Il verso breve, lontano, però, dalle forme fisse, non blandisce le tecniche della poesia di Ungaretti: verso breve, verbo che
occupa un solo verso, tutt’altro, c’è invece la ricerca accorta della parola, quella che sa
parlare alle menti e ai cuori. Quasi sempre fulminee, improvvise esse
accecano e scuotono: il tedio
trova vigore nella parola che costruisce
immagini. Il percorso della scrittura conferisce allo scritto un’autonomia che
gli permetterebbe di vivere anche da solo ed avrebbe un senso, qui si percepisce per intero che cosa gli
occhi, che non possono morire, soffrano per
il senso della distruzione di tutti i desideri, di tutte le passioni, per la
morte dell’amore. “Il modo cui egli ricorre felicemente è quello di accensioni
improvvise : l’ossimoro lo aiuta spesso a trovare un’espressione inedita.

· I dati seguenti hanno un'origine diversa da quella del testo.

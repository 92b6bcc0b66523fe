// tests/reward_flow.rs
//
// End-to-end reward path with test doubles for the evaluator collaborator.

use std::sync::atomic::{AtomicUsize, Ordering};
use std::sync::Arc;

use async_trait::async_trait;
use metrics_util::debugging::{DebugValue, DebuggingRecorder};

use sdg_label_engine::evaluator::CachingEvaluator;
use sdg_label_engine::{
    compute_xp, AccountKey, AnnotationEvaluator, AnnotationRequest, EngineConfig, EngineError,
    EvaluationScore, InMemoryLedger, LedgerStore, RewardAggregator, SdgLabel,
};

/// Counts calls; returns `score` or an error when `fail` is set.
struct CountingEvaluator {
    calls: AtomicUsize,
    score: EvaluationScore,
    fail: bool,
}

impl CountingEvaluator {
    fn ok(v: f64) -> Self {
        Self {
            calls: AtomicUsize::new(0),
            score: EvaluationScore {
                relevance: v,
                depth: v,
                correctness: v,
                creativity: v,
                semantic_score: v,
            },
            fail: false,
        }
    }

    fn failing() -> Self {
        Self {
            fail: true,
            ..Self::ok(0.5)
        }
    }
}

#[async_trait]
impl AnnotationEvaluator for CountingEvaluator {
    async fn evaluate(&self, _request: &AnnotationRequest) -> sdg_label_engine::Result<EvaluationScore> {
        self.calls.fetch_add(1, Ordering::SeqCst);
        if self.fail {
            return Err(EngineError::external("upstream timeout"));
        }
        Ok(self.score)
    }

    fn name(&self) -> &'static str {
        "counting"
    }
}

fn request(annotation: &str) -> AnnotationRequest {
    AnnotationRequest::new(
        "Community water boards cut cholera cases by half.",
        annotation,
        SdgLabel::goal(6).unwrap(),
    )
}

fn setup(ev: Arc<CountingEvaluator>) -> (RewardAggregator, Arc<InMemoryLedger>) {
    let ledger = Arc::new(InMemoryLedger::new());
    let agg = RewardAggregator::new(ev, ledger.clone(), &EngineConfig::default()).unwrap();
    (agg, ledger)
}

#[tokio::test]
async fn empty_comment_earns_zero_without_evaluation() {
    let ev = Arc::new(CountingEvaluator::ok(0.9));
    let (agg, ledger) = setup(ev.clone());

    let out = agg.reward_annotation("alice", &request("   ")).await.unwrap();
    assert_eq!(out.delta, 0);
    assert!(!out.written());
    assert_eq!(ev.calls.load(Ordering::SeqCst), 0);
    assert!(ledger.entries(&AccountKey::xp("alice")).is_empty());
}

#[tokio::test]
async fn quality_signal_point_eight_pays_eight_xp() {
    assert_eq!(compute_xp(0.8).unwrap(), 8);

    let ev = Arc::new(CountingEvaluator::ok(0.8));
    let (agg, ledger) = setup(ev.clone());
    let out = agg
        .reward_annotation("alice", &request("Links sanitation to clean water access."))
        .await
        .unwrap();

    assert_eq!(out.delta, 8);
    assert_eq!(ev.calls.load(Ordering::SeqCst), 1);
    let entries = ledger.entries(&AccountKey::xp("alice"));
    assert_eq!(entries.len(), 1);
    assert!(entries[0].reason.starts_with("annotation SDG6"));
}

#[tokio::test]
async fn failing_evaluator_leaves_ledger_unchanged() {
    let ev = Arc::new(CountingEvaluator::failing());
    let (agg, ledger) = setup(ev.clone());
    let acc = AccountKey::xp("bob");
    agg.apply_ledger_entry(&acc, 5, "seed").unwrap();

    let err = agg
        .reward_annotation("bob", &request("Water governance matters."))
        .await
        .unwrap_err();
    assert!(matches!(err, EngineError::ExternalEvaluation(_)));
    assert_eq!(ev.calls.load(Ordering::SeqCst), 1);
    assert_eq!(ledger.running_total(&acc), 5);
    assert_eq!(ledger.entries(&acc).len(), 1);
}

#[tokio::test]
async fn cached_evaluator_grades_once_per_annotation() {
    let ledger = Arc::new(InMemoryLedger::new());
    let cached = Arc::new(CachingEvaluator::new(CountingEvaluator::ok(0.6), 16));
    let agg = RewardAggregator::new(cached.clone(), ledger.clone(), &EngineConfig::default())
        .unwrap();

    let req = request("Pipes and boards together.");
    for _ in 0..3 {
        agg.reward_annotation("carol", &req).await.unwrap();
    }
    assert_eq!(cached.inner().calls.load(Ordering::SeqCst), 1);
    // Caching avoids re-grading, not re-paying.
    assert_eq!(ledger.running_total(&AccountKey::xp("carol")), 18);
}

#[test]
fn label_rewards_are_counted() {
    let recorder = DebuggingRecorder::new();
    let snapshotter = recorder.snapshotter();

    let ev = Arc::new(CountingEvaluator::ok(0.5));
    let (agg, ledger) = setup(ev);
    metrics::with_local_recorder(&recorder, || {
        agg.reward_label("dave", 8, 0.5, "label SDG6 on P1").unwrap();
        agg.reward_label("erin", 10, 0.9, "label SDG6 on P1").unwrap();
    });

    assert_eq!(ledger.running_total(&AccountKey::wallet("dave")), 35);
    assert_eq!(ledger.running_total(&AccountKey::wallet("erin")), 54);

    let scored = snapshotter
        .snapshot()
        .into_vec()
        .into_iter()
        .find(|(key, _, _, _)| key.key().name() == "label_quality_scores_total")
        .map(|(_, _, _, value)| value);
    assert_eq!(scored, Some(DebugValue::Counter(2)));
}

#[test]
fn zero_reward_weights_are_a_config_error_not_an_outage() {
    let mut cfg = EngineConfig::default();
    cfg.reward.llm_weight = 0.0;
    cfg.reward.semantic_weight = 0.0;

    let ev = Arc::new(CountingEvaluator::ok(0.8));
    let built = RewardAggregator::new(ev.clone(), Arc::new(InMemoryLedger::new()), &cfg);
    assert!(matches!(built, Err(EngineError::InvalidArgument(_))));
    assert_eq!(ev.calls.load(Ordering::SeqCst), 0);
}

#[tokio::test]
async fn blank_account_is_rejected_before_grading() {
    let ev = Arc::new(CountingEvaluator::ok(0.8));
    let (agg, ledger) = setup(ev.clone());
    let err = agg
        .reward_annotation("", &request("Water boards and sanitation."))
        .await
        .unwrap_err();
    assert!(matches!(err, EngineError::InvalidArgument(_)));
    assert_eq!(ev.calls.load(Ordering::SeqCst), 0);
    assert!(ledger.accounts().is_empty());
}
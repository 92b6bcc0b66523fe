// src/config/mod.rs
//! Engine configuration: scoring constants, scenario patterns, reward blend
//! and evaluator wiring. Loaded from TOML; every section and field is optional
//! and falls back to the built-in defaults.
//!
//! ```toml
//! [scoring]
//! x = 20.0
//! luck_offset = 10.0
//!
//! [scenarios]
//! votes_needed = 10
//! tolerance = 0.05
//!
//! [[scenarios.patterns]]
//! scenario = "CONFIRM"
//! sizes = [6, 4]
//!
//! [reward]
//! xp_scale = 10.0
//! ```

pub mod reload;

use anyhow::{anyhow, Context};
use serde::{Deserialize, Serialize};
use std::fs;
use std::path::{Path, PathBuf};
use tracing::info;

use crate::error::{EngineError, Result};
use crate::evaluator::EvaluationScore;
use crate::scenario::ScenarioConfig;
use crate::scoring::ScoringParams;

pub use reload::HotReloadConfig;

pub const DEFAULT_CONFIG_PATH: &str = "config/engine.toml";
pub const ENV_CONFIG_PATH: &str = "LABEL_ENGINE_CONFIG_PATH";

#[derive(Debug, Clone, Default, PartialEq, Serialize, Deserialize)]
#[serde(default)]
pub struct EngineConfig {
    pub scoring: ScoringParams,
    pub scenarios: ScenarioConfig,
    pub reward: RewardConfig,
    pub evaluator: EvaluatorConfig,
}

/// How evaluation quality turns into XP.
#[derive(Debug, Clone, Copy, PartialEq, Serialize, Deserialize)]
#[serde(default)]
pub struct RewardConfig {
    /// XP = round(quality_signal * xp_scale).
    pub xp_scale: f64,
    pub llm_weight: f64,
    pub semantic_weight: f64,
}

impl Default for RewardConfig {
    fn default() -> Self {
        Self {
            xp_scale: 10.0,
            llm_weight: 0.5,
            semantic_weight: 0.5,
        }
    }
}

impl RewardConfig {
    pub fn validate(&self) -> Result<()> {
        if !self.xp_scale.is_finite() || self.xp_scale < 0.0 {
            return Err(EngineError::invalid("reward.xp_scale must be >= 0"));
        }
        let weights = [self.llm_weight, self.semantic_weight];
        if weights.iter().any(|w| !w.is_finite() || *w < 0.0)
            || self.llm_weight + self.semantic_weight <= 0.0
        {
            return Err(EngineError::invalid(
                "reward weights must be >= 0 with a positive sum",
            ));
        }
        Ok(())
    }
}

#[derive(Debug, Clone, Copy, PartialEq, Eq, Default, Serialize, Deserialize)]
#[serde(rename_all = "snake_case")]
pub enum EvaluatorMode {
    /// Every evaluation fails; annotation rewards are reported as failures.
    #[default]
    Disabled,
    /// Deterministic stand-in returning `fixed_score`.
    Fixed,
}

#[derive(Debug, Clone, PartialEq, Serialize, Deserialize)]
#[serde(default)]
pub struct EvaluatorConfig {
    pub mode: EvaluatorMode,
    pub fixed_score: Option<EvaluationScore>,
    /// Max cached evaluations; 0 disables the cache.
    pub cache_capacity: usize,
}

impl Default for EvaluatorConfig {
    fn default() -> Self {
        Self {
            mode: EvaluatorMode::Disabled,
            fixed_score: None,
            cache_capacity: 1024,
        }
    }
}

impl EngineConfig {
    pub fn validate(&self) -> Result<()> {
        self.scoring.validate()?;
        self.scenarios.validate()?;
        self.reward.validate()?;
        if self.evaluator.mode == EvaluatorMode::Fixed {
            match &self.evaluator.fixed_score {
                Some(s) => s.validate().map_err(|e| EngineError::invalid(e.to_string()))?,
                None => {
                    return Err(EngineError::invalid(
                        "evaluator.mode = \"fixed\" needs evaluator.fixed_score",
                    ))
                }
            }
        }
        Ok(())
    }

    /// Parse and validate a TOML document.
    pub fn from_toml_str(s: &str) -> anyhow::Result<Self> {
        let cfg: EngineConfig = toml::from_str(s)?;
        cfg.validate()?;
        Ok(cfg)
    }

    pub fn load_from_file<P: AsRef<Path>>(path: P) -> anyhow::Result<Self> {
        let path = path.as_ref();
        let content = fs::read_to_string(path)
            .with_context(|| format!("reading engine config from {}", path.display()))?;
        Self::from_toml_str(&content)
            .with_context(|| format!("parsing engine config {}", path.display()))
    }

    /// Resolve the config path and load it:
    /// 1) `$LABEL_ENGINE_CONFIG_PATH` (must exist)
    /// 2) `config/engine.toml`
    /// 3) built-in defaults
    pub fn load_default() -> anyhow::Result<Self> {
        if let Ok(p) = std::env::var(ENV_CONFIG_PATH) {
            let pb = PathBuf::from(p);
            if !pb.exists() {
                return Err(anyhow!(
                    "{ENV_CONFIG_PATH} points to non-existent path {}",
                    pb.display()
                ));
            }
            return Self::load_from_file(&pb);
        }
        let default = PathBuf::from(DEFAULT_CONFIG_PATH);
        if default.exists() {
            return Self::load_from_file(&default);
        }
        info!("no engine config found, using built-in defaults");
        Ok(Self::default())
    }
}
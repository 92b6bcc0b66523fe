//! Error taxonomy shared by every engine component.
//!
//! - `InvalidArgument`: the caller handed us something malformed.
//! - `InsufficientData`: the request is legitimate but there is not enough
//!   data yet (callers usually treat this as "not ready").
//! - `ExternalEvaluation`: the annotation evaluator collaborator failed or
//!   returned unusable data. Never retried inside the engine.

/// Engine errors.
#[derive(Debug, Clone, PartialEq, thiserror::Error)]
pub enum EngineError {
    #[error("invalid argument: {0}")]
    InvalidArgument(String),

    #[error("insufficient data: {0}")]
    InsufficientData(String),

    #[error("external evaluation failed: {0}")]
    ExternalEvaluation(String),
}

impl EngineError {
    pub fn invalid(msg: impl Into<String>) -> Self {
        Self::InvalidArgument(msg.into())
    }

    pub fn insufficient(msg: impl Into<String>) -> Self {
        Self::InsufficientData(msg.into())
    }

    pub fn external(msg: impl Into<String>) -> Self {
        Self::ExternalEvaluation(msg.into())
    }

    /// True when the error only means "not ready yet".
    pub fn is_not_ready(&self) -> bool {
        matches!(self, Self::InsufficientData(_))
    }
}

pub type Result<T> = std::result::Result<T, EngineError>;

#[cfg(test)]
mod tests {
    use super::*;

    #[test]
    fn display_includes_kind_and_detail() {
        let e = EngineError::insufficient("stddev needs at least 2 values, got 1");
        assert_eq!(
            e.to_string(),
            "insufficient data: stddev needs at least 2 values, got 1"
        );
        assert!(e.is_not_ready());
        assert!(!EngineError::invalid("x").is_not_ready());
    }
}
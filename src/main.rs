//! Demo entrypoint: runs the engine over a JSON fixture and prints a JSON report.
//!
//! Usage: `sdg-label-engine <fixture.json> [metric] [order] [n]`
//! (defaults: `entropy top 5`). See `demos/fixture.json`.

use std::collections::BTreeMap;
use std::path::PathBuf;
use std::sync::Arc;

use anyhow::{bail, Context};
use serde::{Deserialize, Serialize};
use tracing::{info, warn};

use sdg_label_engine::evaluator::build_evaluator;
use sdg_label_engine::ranking::PredictionRecord;
use sdg_label_engine::scoring::vote_count;
use sdg_label_engine::telemetry::{self, Metrics};
use sdg_label_engine::{
    assess, top_n, AnnotationRequest, EngineConfig, InMemoryLedger, LedgerStore,
    PredictionVector, PublicationAssessment, RankedPublication, RewardAggregator,
    RewardOutcome, SdgLabel, VoteRecord,
};

#[derive(Debug, Deserialize)]
struct Fixture {
    #[serde(default)]
    publications: Vec<FixturePublication>,
    #[serde(default)]
    annotations: Vec<FixtureAnnotation>,
}

#[derive(Debug, Deserialize)]
struct FixturePublication {
    id: String,
    #[serde(default)]
    votes: Vec<FixtureVote>,
    #[serde(default)]
    decided_label: Option<SdgLabel>,
    #[serde(default)]
    predictions: Option<PredictionVector>,
}

#[derive(Debug, Deserialize)]
struct FixtureVote {
    user: String,
    label: SdgLabel,
    confidence: f64,
}

#[derive(Debug, Deserialize)]
struct FixtureAnnotation {
    user: String,
    #[serde(flatten)]
    request: AnnotationRequest,
}

#[derive(Debug, Serialize)]
struct PublicationReport {
    id: String,
    #[serde(skip_serializing_if = "Option::is_none")]
    assessment: Option<PublicationAssessment>,
    #[serde(skip_serializing_if = "Option::is_none")]
    not_ready: Option<String>,
}

#[derive(Debug, Serialize)]
struct Report {
    publications: Vec<PublicationReport>,
    rewards: Vec<RewardOutcome>,
    failures: Vec<String>,
    ranking: Vec<RankedPublication>,
    balances: BTreeMap<String, i64>,
}

#[tokio::main]
async fn main() -> anyhow::Result<()> {
    // Load .env in local/dev; no-op when absent.
    let _ = dotenvy::dotenv();
    telemetry::init_tracing();
    let metrics = Metrics::from_env()?;

    let mut args = std::env::args().skip(1);
    let Some(fixture_path) = args.next().map(PathBuf::from) else {
        bail!("usage: sdg-label-engine <fixture.json> [metric] [order] [n]");
    };
    let metric = args.next().unwrap_or_else(|| "entropy".to_string());
    let order = args.next().unwrap_or_else(|| "top".to_string());
    let n: usize = match args.next() {
        Some(s) => s.parse().with_context(|| format!("invalid n `{s}`"))?,
        None => 5,
    };

    let cfg = EngineConfig::load_default()?;
    let raw = std::fs::read_to_string(&fixture_path)
        .with_context(|| format!("reading fixture {}", fixture_path.display()))?;
    let fixture: Fixture = serde_json::from_str(&raw)
        .with_context(|| format!("parsing fixture {}", fixture_path.display()))?;

    let evaluator = build_evaluator(&cfg.evaluator);
    let ledger = Arc::new(InMemoryLedger::new());
    let aggregator = RewardAggregator::new(evaluator, ledger.clone(), &cfg)?;
    info!(
        publications = fixture.publications.len(),
        annotations = fixture.annotations.len(),
        "running engine over fixture"
    );

    let mut report = Report {
        publications: Vec::new(),
        rewards: Vec::new(),
        failures: Vec::new(),
        ranking: Vec::new(),
        balances: BTreeMap::new(),
    };

    let mut records = Vec::new();
    for publication in &fixture.publications {
        if let Some(p) = &publication.predictions {
            records.push(PredictionRecord::new(&publication.id, p.values().to_vec()));
        }

        let votes: Vec<VoteRecord> = publication
            .votes
            .iter()
            .map(|v| VoteRecord::new(v.label, v.confidence))
            .collect();
        let assessment = match assess(&votes, publication.decided_label, &cfg) {
            Ok(a) => a,
            Err(e) if e.is_not_ready() => {
                report.publications.push(PublicationReport {
                    id: publication.id.clone(),
                    assessment: None,
                    not_ready: Some(e.to_string()),
                });
                continue;
            }
            Err(e) => return Err(e).with_context(|| format!("assessing {}", publication.id)),
        };

        // Pay each voter the quality weight of the label they voted for.
        for vote in &publication.votes {
            let Some(w) = assessment.weight_for(vote.label) else {
                continue;
            };
            let reason = format!("label {} on {}", w.label, publication.id);
            let paid = vote_count(w.votes).and_then(|votes| {
                aggregator.reward_label(&vote.user, votes, w.max_confidence, &reason)
            });
            match paid {
                Ok(out) => report.rewards.push(out),
                Err(e) => report.failures.push(format!("{}: {e}", vote.user)),
            }
        }

        report.publications.push(PublicationReport {
            id: publication.id.clone(),
            assessment: Some(assessment),
            not_ready: None,
        });
    }

    for a in &fixture.annotations {
        match aggregator.reward_annotation(&a.user, &a.request).await {
            Ok(out) => report.rewards.push(out),
            Err(e) => {
                warn!(user = %a.user, error = %e, "annotation reward failed");
                report.failures.push(format!("{}: {e}", a.user));
            }
        }
    }

    if !records.is_empty() {
        report.ranking = top_n(&metric, &order, n, &records)?;
    }

    for account in ledger.accounts() {
        report
            .balances
            .insert(account.to_string(), ledger.running_total(&account));
    }

    println!("{}", serde_json::to_string_pretty(&report)?);

    if let Some(m) = metrics {
        eprintln!("{}", m.render());
    }
    Ok(())
}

Manitta giunge così a trasformare le sue occasioni in immagini originali e
tuttavia leggibili dall’altro da sé. Sono immagini, sono espressioni nuove, confinate
in genere in uno/due versi; il che evita sbavature al verso, fino alla
scarnificazione” [2]. Le notevoli
presenze, le immagini di cui ci parla Calabrò, sono riprese dalla cinepresa del poeta lentamente, anch’esse come il verso devono avere
vita dalla perfezione delle icone scelte e proposte, questa lentezza non preclude poi il fulgore, quasi una freccia rossa che deve colpire il lettore, avendo
come epilogo una ineluttabile presa di
coscienza radicale di quello che siamo o di quello che siamo diventati . “Le
immagini di Manitta noi le vediamo, le scopriamo, le facciamo nostre”[3]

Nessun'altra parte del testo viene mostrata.